The problem with fairytales is that they present a very incomplete version of reality. What Walt Disney doesn't tell you is, after riding off into the sunset with your princess astride a regal white horse, her all-singing, all-dancing cast of former servants will require managing. Or that your sweet wife's bitter stepsisters will suddenly say they're very sorry and that they'd like a room in your new pad (along with some former scullery maids of their own, thank you).

It's a very similar deal with car ownership. You've scrimped and saved (including that time when you ate instant noodles, three meals a day, for
three months solid), and finally, the lifelong dream of personal mobility is
now yours.

Unfortunately, as with fairytales, what the glossy brochures conveniently omit is, after the dreamy "courtship" (that is, car shopping), the ownership part isn't always glamorous or liberating.

Of course, you'll enjoy a period of "marital bliss" with your new car.
She'll be your ever-faithful companion, ferrying you tirelessly through the day, and you in turn will treat her with the utmost respect, being gentle with your throttle inputs and dutifully upshifting before 3000rpm.

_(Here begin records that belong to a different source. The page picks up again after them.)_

use thiserror::Error;

#[derive(Error, Debug)]
pub enum RumeterError {
    #[error("翻译错误: {0}")]
    TranslateError(String),

    #[error("模型错误: {0}")]
    ModelError(String),

    #[error("格式错误: {0}")]
    CodecError(String),

    #[error("IO 错误: {0}")]
    IoError(#[from] std::io::Error),

    #[error("TOML 解析错误: {0}")]
    TomlError(#[from] toml::de::Error),

    #[error("{0}")]
    Other(String),
}

// Add conversion from anyhow::Error
impl From<anyhow::Error> for RumeterError {
    fn from(err: anyhow::Error) -> Self {
        RumeterError::Other(err.to_string())
    }
}

// Add conversion from translate::TranslateError
impl From<crate::translate::TranslateError> for RumeterError {
    fn from(err: crate::translate::TranslateError) -> Self {
        RumeterError::TranslateError(err.to_string())
    }
}

// Add conversion from model::ModelError
impl From<crate::model::ModelError> for RumeterError {
    fn from(err: crate::model::ModelError) -> Self {
        RumeterError::ModelError(err.to_string())
    }
}

// Add conversion from codec::CodecError
impl From<crate::codec::CodecError> for RumeterError {
    fn from(err: crate::codec::CodecError) -> Self {
        RumeterError::CodecError(err.to_string())
    }
}

/// Result type for rumeter crate
pub type Result<T> = std::result::Result<T, RumeterError>;
//! 源格式（JMeter 测试计划）的封闭词汇表
//!
//! 标签、属性和属性名只在这里出现一次；游标边界之外的代码
//! 一律通过这些常量分发，不做散落的字符串比较。

pub const TAG_TEST_PLAN_ROOT: &str = "jmeterTestPlan";
pub const TAG_TEST_PLAN: &str = "TestPlan";
/// 递归的 "children container" 标签：任何有后代的节点后面都跟一个
pub const TAG_HASH_TREE: &str = "hashTree";
pub const TAG_THREAD_GROUP: &str = "ThreadGroup";
pub const TAG_CONFIG: &str = "ConfigTestElement";
pub const TAG_ARGUMENTS: &str = "Arguments";
pub const TAG_SAMPLER: &str = "HTTPSamplerProxy";
pub const TAG_SAMPLER_ALT: &str = "HTTPSampler";
pub const TAG_HEADER_MANAGER: &str = "HeaderManager";
pub const TAG_RESPONSE_ASSERTION: &str = "ResponseAssertion";
pub const TAG_XPATH_EXTRACTOR: &str = "XPathExtractor";
pub const TAG_REGEX_EXTRACTOR: &str = "RegexExtractor";

pub const TAG_STRING_PROP: &str = "stringProp";
pub const TAG_BOOL_PROP: &str = "boolProp";
pub const TAG_INT_PROP: &str = "intProp";
pub const TAG_ELEMENT_PROP: &str = "elementProp";
pub const TAG_COLLECTION_PROP: &str = "collectionProp";

pub const ATTR_NAME: &str = "name";
pub const ATTR_TESTNAME: &str = "testname";

pub const PROP_PROTOCOL: &str = "HTTPSampler.protocol";
pub const PROP_DOMAIN: &str = "HTTPSampler.domain";
pub const PROP_PORT: &str = "HTTPSampler.port";
pub const PROP_PATH: &str = "HTTPSampler.path";
pub const PROP_METHOD: &str = "HTTPSampler.method";
/// 源格式对 sampler 参数集合的命名，小写 s 是源格式自带的
pub const PROP_SAMPLER_ARGUMENTS: &str = "HTTPsampler.Arguments";
pub const PROP_ARGUMENTS_LIST: &str = "Arguments.arguments";
pub const PROP_ARGUMENT_NAME: &str = "Argument.name";
pub const PROP_ARGUMENT_VALUE: &str = "Argument.value";
pub const PROP_ALWAYS_ENCODE: &str = "HTTPArgument.always_encode";
pub const PROP_USER_DEFINED_VARIABLES: &str = "TestPlan.user_defined_variables";

pub const PROP_HEADERS_LIST: &str = "HeaderManager.headers";
pub const PROP_HEADER_NAME: &str = "Header.name";
pub const PROP_HEADER_VALUE: &str = "Header.value";

/// 源格式自带的拼写错误，保留原样
pub const PROP_TEST_STRINGS: &str = "Asserion.test_strings";
pub const PROP_TEST_FIELD: &str = "Assertion.test_field";
pub const PROP_TEST_TYPE: &str = "Assertion.test_type";
pub const PROP_ASSUME_SUCCESS: &str = "Assertion.assume_success";
pub const PROP_ASSERTION_SCOPE: &str = "Assertion.scope";
pub const PROP_SAMPLE_SCOPE: &str = "Sample.scope";
pub const PROP_SCOPE_VARIABLE: &str = "Scope.variable";
pub const SCOPE_VARIABLE: &str = "variable";

pub const FIELD_RESPONSE_DATA: &str = "Assertion.response_data";
pub const FIELD_RESPONSE_CODE: &str = "Assertion.response_code";
pub const FIELD_RESPONSE_HEADERS: &str = "Assertion.response_headers";

pub const PROP_XPATH_REFNAME: &str = "XPathExtractor.refname";
pub const PROP_XPATH_QUERY: &str = "XPathExtractor.xpathQuery";
pub const PROP_REGEX_REFNAME: &str = "RegexExtractor.refname";
pub const PROP_REGEX_PATTERN: &str = "RegexExtractor.regex";
pub const PROP_REGEX_TEMPLATE: &str = "RegexExtractor.template";
pub const PROP_REGEX_MATCH_NUMBER: &str = "RegexExtractor.match_number";
pub const PROP_REGEX_USE_HEADERS: &str = "RegexExtractor.useHeaders";
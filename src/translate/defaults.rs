use crate::model::ActionBuilder;

/// 线程组级别的参数声明（带编码标记）
pub type ParameterDefault = (String, String, Option<bool>);

/// 默认值上下文
///
/// 保存遍历 "test configuration" 节点时收集到的线程组级回退值。
/// 配置节点的子树消费完之后只读；每个线程组开始时重置，
/// 不跨组泄漏。
#[derive(Debug, Clone, Default)]
pub struct DefaultContext {
    protocol: Option<String>,
    host: Option<String>,
    port: Option<String>,
    path: Option<String>,
    parameters: Vec<ParameterDefault>,
    headers: Vec<(String, String)>,
}

impl DefaultContext {
    pub fn new() -> Self {
        Self::default()
    }

    pub fn protocol(&self) -> Option<&str> {
        self.protocol.as_deref()
    }

    pub fn host(&self) -> Option<&str> {
        self.host.as_deref()
    }

    pub fn port(&self) -> Option<&str> {
        self.port.as_deref()
    }

    pub fn path(&self) -> Option<&str> {
        self.path.as_deref()
    }

    pub fn default_parameters(&self) -> &[ParameterDefault] {
        &self.parameters
    }

    pub fn default_headers(&self) -> &[(String, String)] {
        &self.headers
    }

    pub fn set_protocol(&mut self, value: impl Into<String>) {
        let value = value.into();
        if !value.is_empty() {
            self.protocol = Some(value);
        }
    }

    pub fn set_host(&mut self, value: impl Into<String>) {
        let value = value.into();
        if !value.is_empty() {
            self.host = Some(value);
        }
    }

    pub fn set_port(&mut self, value: impl Into<String>) {
        let value = value.into();
        if !value.is_empty() {
            self.port = Some(value);
        }
    }

    pub fn set_path(&mut self, value: impl Into<String>) {
        let value = value.into();
        if !value.is_empty() {
            self.path = Some(value);
        }
    }

    pub fn add_parameter(&mut self, name: String, value: String, encode: Option<bool>) {
        self.parameters.push((name, value, encode));
    }

    pub fn add_header(&mut self, name: String, value: String) {
        self.headers.push((name, value));
    }

    /// 把默认值套到一个动作上
    ///
    /// 动作缺失的字段原样代入；参数和 header 前置在动作自身的
    /// 条目之前（追加语义，不替换）。必须在动作自身的参数加入
    /// 之前调用。
    pub fn apply_to(&self, builder: &mut ActionBuilder) {
        if !builder.has_protocol() {
            if let Some(protocol) = &self.protocol {
                builder.protocol(protocol.clone());
            }
        }
        if !builder.has_host() {
            if let Some(host) = &self.host {
                builder.host(host.clone());
                if let Some(port) = &self.port {
                    builder.port(port.clone());
                }
            }
        }
        if !builder.has_path() {
            if let Some(path) = &self.path {
                builder.path(path.clone());
            }
        }
        for (name, value, encode) in &self.parameters {
            builder.add_parameter(name.clone(), value.clone(), *encode);
        }
        for (name, value) in &self.headers {
            builder.add_header(name.clone(), value.clone());
        }
    }
}
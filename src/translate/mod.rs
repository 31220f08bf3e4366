//! 翻译引擎 - 把源格式的测试计划转换成动作列表
//!
//! 流式单遍遍历：事件游标产出已解码的事件，范围跟踪器界定逻辑
//! 子树，装配器按 (标签, 深度) 分发并构造动作。任何会改变请求
//! 语义的无法表示构造都以错误终止，产出宁缺毋滥。

pub mod assembler;
pub mod cursor;
pub mod defaults;
pub mod mapper;
pub mod scope;
pub mod vocabulary;

mod driver;

pub use assembler::ActionAssembler;
pub use cursor::{EventCursor, Tag, XmlEvent};
pub use defaults::{DefaultContext, ParameterDefault};
pub use driver::{TranslatedPlan, TranslationDriver};
pub use mapper::AssertionTarget;
pub use scope::ScopeTracker;

use std::path::PathBuf;
use thiserror::Error;

/// 翻译过程的错误类型
#[derive(Error, Debug)]
pub enum TranslateError {
    #[error("输入文件不存在: {0}")]
    InputNotFound(PathBuf),

    #[error("输入格式错误: {0}")]
    MalformedInput(String),

    /// 源构造在目标模型里没有等价物，翻译结果会失真
    #[error("无法表示的构造: {0}")]
    UnsupportedConstruct(String),

    #[error("XML 解析错误: {0}")]
    Xml(#[from] quick_xml::Error),

    #[error("IO 错误: {0}")]
    Io(#[from] std::io::Error),

    #[error("模型错误: {0}")]
    Model(#[from] crate::model::ModelError),
}

/// 翻译结果类型别名
pub type TranslateResult<T> = std::result::Result<T, TranslateError>;

/// 翻译一个测试计划文件
pub fn translate_file(
    path: impl AsRef<std::path::Path>,
) -> TranslateResult<TranslatedPlan> {
    TranslationDriver::new().translate_file(path)
}

/// 翻译内存中的测试计划文本
pub fn translate_content(content: &str) -> TranslateResult<TranslatedPlan> {
    TranslationDriver::new().translate_content(content)
}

But in time, you'll come to discover that, as the title of the iconic 1990s
Gen X movie goes, reality bites. Your new "bride" will need to be fed a steady diet of refined petroleum products and will also require annual tithes to the evil stepmothers-in-law of road tax and motor insurance.

And let's not forget that your new car will also require yearly (or more frequent) "health checks", and should any impromptu "aesthetic surgery
procedures" be undertaken, such as deciding she needs a bigger power-bulge, you can be sure she won't be lifting a finger to help financially. This is one woman who obviously hasn't heard of paying her own way for the finer things in life - no, sirree.

There'll also be times when she's feeling temperamental and refuses to get going, no matter how hard you cajole. The car, as with a flesh-and-blood woman, can choose the worst possible time to be in a foul mood (such as when you have an important job interview to go to).

On the upside, getting a "divorce" is far easier in the world of wheels than in the real world of men and women. If nothing else, you know that your "ex-wife" won't be using the extortionate alimony she's getting to go on a tropical island holiday with someone half your age and with twice the amount of hair.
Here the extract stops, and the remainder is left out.